**WORK ITEM:** Print all of the data exactly as written.

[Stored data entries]

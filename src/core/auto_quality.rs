use super::constants::{
    AUTO_QUALITY_COOLDOWN_MS, AUTO_QUALITY_FPS_HIGH, AUTO_QUALITY_FPS_LOW,
    AUTO_QUALITY_MIN_SAMPLES, AUTO_QUALITY_SAMPLE_WINDOW_MS, FPS_REPORT_INTERVAL_MS,
};
use super::quality::QualityTier;
use std::collections::VecDeque;

/// Tunables for the adaptive quality controller.
#[derive(Clone, Copy, Debug, PartialEq)]
pub struct AutoQualityConfig {
    pub fps_low: f32,
    pub fps_high: f32,
    pub sample_window_ms: f64,
    pub cooldown_ms: f64,
    pub min_samples: usize,
}

impl Default for AutoQualityConfig {
    fn default() -> Self {
        Self {
            fps_low: AUTO_QUALITY_FPS_LOW,
            fps_high: AUTO_QUALITY_FPS_HIGH,
            sample_window_ms: AUTO_QUALITY_SAMPLE_WINDOW_MS,
            cooldown_ms: AUTO_QUALITY_COOLDOWN_MS,
            min_samples: AUTO_QUALITY_MIN_SAMPLES,
        }
    }
}

#[derive(Clone, Copy, Debug, PartialEq)]
pub struct FpsSample {
    pub time_ms: f64,
    pub fps: f32,
}

/// Steps the quality tier up or down from a rolling FPS average.
#[derive(Clone, Debug)]
pub struct AutoQuality {
    pub config: AutoQualityConfig,
    history: VecDeque<FpsSample>,
    last_change_ms: f64,
}

impl AutoQuality {
    pub fn new(config: AutoQualityConfig) -> Self {
        Self {
            config,
            history: VecDeque::new(),
            last_change_ms: 0.0,
        }
    }

    pub fn samples(&self) -> usize {
        self.history.len()
    }

    pub fn last_change_ms(&self) -> f64 {
        self.last_change_ms
    }

    pub fn average_fps(&self) -> Option<f32> {
        if self.history.is_empty() {
            return None;
        }
        let sum: f32 = self.history.iter().map(|s| s.fps).sum();
        Some(sum / self.history.len() as f32)
    }

    /// Records a tier change made elsewhere (e.g. a manual override).
    pub fn note_change(&mut self, now_ms: f64) {
        self.history.clear();
        self.last_change_ms = now_ms;
    }

    /// Feeds one FPS sample; returns the new tier when a step is due.
    pub fn observe(&mut self, now_ms: f64, fps: f32, current: QualityTier) -> Option<QualityTier> {
        self.history.push_back(FpsSample { time_ms: now_ms, fps });
        let cutoff = now_ms - self.config.sample_window_ms;
        while self.history.front().is_some_and(|s| s.time_ms < cutoff) {
            self.history.pop_front();
        }

        if self.history.len() < self.config.min_samples {
            return None;
        }
        if now_ms - self.last_change_ms < self.config.cooldown_ms {
            return None;
        }

        let avg = self.average_fps()?;
        let next = if avg < self.config.fps_low {
            current.lower()
        } else if avg > self.config.fps_high {
            current.higher()
        } else {
            None
        };
        if let Some(tier) = next {
            self.note_change(now_ms);
            return Some(tier);
        }
        None
    }
}

impl Default for AutoQuality {
    fn default() -> Self {
        Self::new(AutoQualityConfig::default())
    }
}

/// Counts frames and reports the rate once per interval.
#[derive(Clone, Copy, Debug, Default)]
pub struct FpsCounter {
    frames: u32,
    last_report_ms: f64,
}

impl FpsCounter {
    pub fn tick(&mut self, now_ms: f64) -> Option<u32> {
        self.frames += 1;
        if now_ms - self.last_report_ms < FPS_REPORT_INTERVAL_MS {
            return None;
        }
        let fps = self.frames;
        self.frames = 0;
        self.last_report_ms = now_ms;
        Some(fps)
    }
}

/// Text of the `?fps` diagnostics overlay.
pub fn fps_report(fps: u32, width: u32, height: u32, tier: QualityTier) -> String {
    format!("FPS: {} | {}x{} | Quality: {}", fps, width, height, tier)
}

**EXPECTED OUTPUT:**
filename src/core/auto_quality.rs
use super::constants::{
    AUTO_QUALITY_COOLDOWN_MS, AUTO_QUALITY_FPS_HIGH, AUTO_QUALITY_FPS_LOW,
    AUTO_QUALITY_MIN_SAMPLES, AUTO_QUALITY_SAMPLE_WINDOW_MS, FPS_REPORT_INTERVAL_MS,
};
use super::quality::QualityTier;
use std::collections::VecDeque;

/// Tunables for the adaptive quality controller.
#[derive(Clone, Copy, Debug, PartialEq)]
pub struct AutoQualityConfig {
    pub fps_low: f32,
    pub fps_high: f32,
    pub sample_window_ms: f64,
    pub cooldown_ms: f64,
    pub min_samples: usize,
}

impl Default for AutoQualityConfig {
    fn default() -> Self {
        Self {
            fps_low: AUTO_QUALITY_FPS_LOW,
            fps_high: AUTO_QUALITY_FPS_HIGH,
            sample_window_ms: AUTO_QUALITY_SAMPLE_WINDOW_MS,
            cooldown_ms: AUTO_QUALITY_COOLDOWN_MS,
            min_samples: AUTO_QUALITY_MIN_SAMPLES,
        }
    }
}

#[derive(Clone, Copy, Debug, PartialEq)]
pub struct FpsSample {
    pub time_ms: f64,
    pub fps: f32,
}

/// Steps the quality tier up or down from a rolling FPS average.
#[derive(Clone, Debug)]
pub struct AutoQuality {
    pub config: AutoQualityConfig,
    history: VecDeque<FpsSample>,
    last_change_ms: f64,
}

impl AutoQuality {
    pub fn new(config: AutoQualityConfig) -> Self {
        Self {
            config,
            history: VecDeque::new(),
            last_change_ms: 0.0,
        }
    }

    pub fn samples(&self) -> usize {
        self.history.len()
    }

    pub fn last_change_ms(&self) -> f64 {
        self.last_change_ms
    }

    pub fn average_fps(&self) -> Option<f32> {
        if self.history.is_empty() {
            return None;
        }
        let sum: f32 = self.history.iter().map(|s| s.fps).sum();
        Some(sum / self.history.len() as f32)
    }

    /// Records a tier change made elsewhere (e.g. a manual override).
    pub fn note_change(&mut self, now_ms: f64) {
        self.history.clear();
        self.last_change_ms = now_ms;
    }

    /// Feeds one FPS sample; returns the new tier when a step is due.
    pub fn observe(&mut self, now_ms: f64, fps: f32, current: QualityTier) -> Option<QualityTier> {
        self.history.push_back(FpsSample { time_ms: now_ms, fps });
        let cutoff = now_ms - self.config.sample_window_ms;
        while self.history.front().is_some_and(|s| s.time_ms < cutoff) {
            self.history.pop_front();
        }

        if self.history.len() < self.config.min_samples {
            return None;
        }
        if now_ms - self.last_change_ms < self.config.cooldown_ms {
            return None;
        }

        let avg = self.average_fps()?;
        let next = if avg < self.config.fps_low {
            current.lower()
        } else if avg > self.config.fps_high {
            current.higher()
        } else {
            None
        };
        if let Some(tier) = next {
            self.note_change(now_ms);
            return Some(tier);
        }
        None
    }
}

impl Default for AutoQuality {
    fn default() -> Self {
        Self::new(AutoQualityConfig::default())
    }
}

/// Counts frames and reports the rate once per interval.
#[derive(Clone, Copy, Debug, Default)]
pub struct FpsCounter {
    frames: u32,
    last_report_ms: f64,
}

impl FpsCounter {
    pub fn tick(&mut self, now_ms: f64) -> Option<u32> {
        self.frames += 1;
        if now_ms - self.last_report_ms < FPS_REPORT_INTERVAL_MS {
            return None;
        }
        let fps = self.frames;
        self.frames = 0;
        self.last_report_ms = now_ms;
        Some(fps)
    }
}

/// Text of the `?fps` diagnostics overlay.
pub fn fps_report(fps: u32, width: u32, height: u32, tier: QualityTier) -> String {
    format!("FPS: {} | {}x{} | Quality: {}", fps, width, height, tier)
}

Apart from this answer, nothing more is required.